_BRIEF_
Search the entries below for "supported" and copy each matching line.
====
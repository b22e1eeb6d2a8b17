pub mod jobs;
pub mod market;
pub mod notify;
pub mod sched;
pub mod server;
pub mod signal;
pub mod state;
pub mod watchlist;

use clap::Parser;
use std::path::PathBuf;

/// CLI args
#[derive(Parser, Debug, Clone, Default)]
#[command(
    version,
    about = "CoinGecko watchlist monitor with accumulation/profit-taking alerts + weekly digest"
)]
pub struct ServeArgs {
    /// Bind address for the HTTP surface
    #[arg(long)]
    pub bind: Option<String>,

    /// Path to the watchlist JSON file (array of CoinGecko coin ids)
    #[arg(long)]
    pub watchlist: Option<PathBuf>,

    /// Path to the alert-state JSON file
    #[arg(long)]
    pub state_file: Option<PathBuf>,

    /// VS currency for every quote (e.g., gbp, usd)
    #[arg(long)]
    pub vs: Option<String>,

    /// Daily history window to request per coin (days)
    #[arg(long)]
    pub days: Option<u32>,

    /// Daily evaluation time, local HH:MM
    #[arg(long)]
    pub daily_at: Option<String>,

    /// Weekly digest day (e.g., sun)
    #[arg(long)]
    pub weekly_day: Option<String>,

    /// Weekly digest hour, local 0-23
    #[arg(long)]
    pub weekly_hour: Option<u32>,
}

/// One-shot job run, shared by the `daily` and `weekly` subcommands.
#[derive(Parser, Debug, Clone, Default)]
#[command(version, about)]
pub struct RunArgs {
    /// Path to the watchlist JSON file (array of CoinGecko coin ids)
    #[arg(long)]
    pub watchlist: Option<PathBuf>,

    /// Path to the alert-state JSON file (used by daily runs)
    #[arg(long)]
    pub state_file: Option<PathBuf>,

    /// VS currency for every quote (e.g., gbp, usd)
    #[arg(long)]
    pub vs: Option<String>,

    /// Daily history window to request per coin (days)
    #[arg(long)]
    pub days: Option<u32>,
}
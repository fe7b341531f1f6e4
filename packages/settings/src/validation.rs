// ABOUTME: Validation for preference values
// ABOUTME: Range checks with typed errors; the UI clamps instead of erroring

use thiserror::Error;

use crate::types::{FONT_SIZE_MAX, FONT_SIZE_MIN};

#[derive(Debug, Clone, PartialEq, Eq, Error)]
pub enum PreferenceError {
    #[error("Font size {0} is out of range ({FONT_SIZE_MIN}-{FONT_SIZE_MAX})")]
    FontSizeOutOfRange(u8),
}

/// Validate a font size against the supported range
pub fn validate_font_size(size: u8) -> Result<(), PreferenceError> {
    if (FONT_SIZE_MIN..=FONT_SIZE_MAX).contains(&size) {
        Ok(())
    } else {
        Err(PreferenceError::FontSizeOutOfRange(size))
    }
}

/// Clamp a font size into the supported range
pub fn clamp_font_size(size: u8) -> u8 {
    size.clamp(FONT_SIZE_MIN, FONT_SIZE_MAX)
}

#[cfg(test)]
mod tests {
    use super::*;

    #[test]
    fn test_validate_font_size() {
        assert!(validate_font_size(12).is_ok());
        assert!(validate_font_size(18).is_ok());
        assert!(validate_font_size(24).is_ok());
        assert!(validate_font_size(11).is_err());
        assert!(validate_font_size(25).is_err());
    }

    #[test]
    fn test_clamp_font_size() {
        assert_eq!(clamp_font_size(0), FONT_SIZE_MIN);
        assert_eq!(clamp_font_size(12), 12);
        assert_eq!(clamp_font_size(17), 17);
        assert_eq!(clamp_font_size(24), 24);
        assert_eq!(clamp_font_size(200), FONT_SIZE_MAX);
    }
}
====
_WRITTEN SOLUTION_
/// Validate a font size against the supported range
/// Clamp a font size into the supported range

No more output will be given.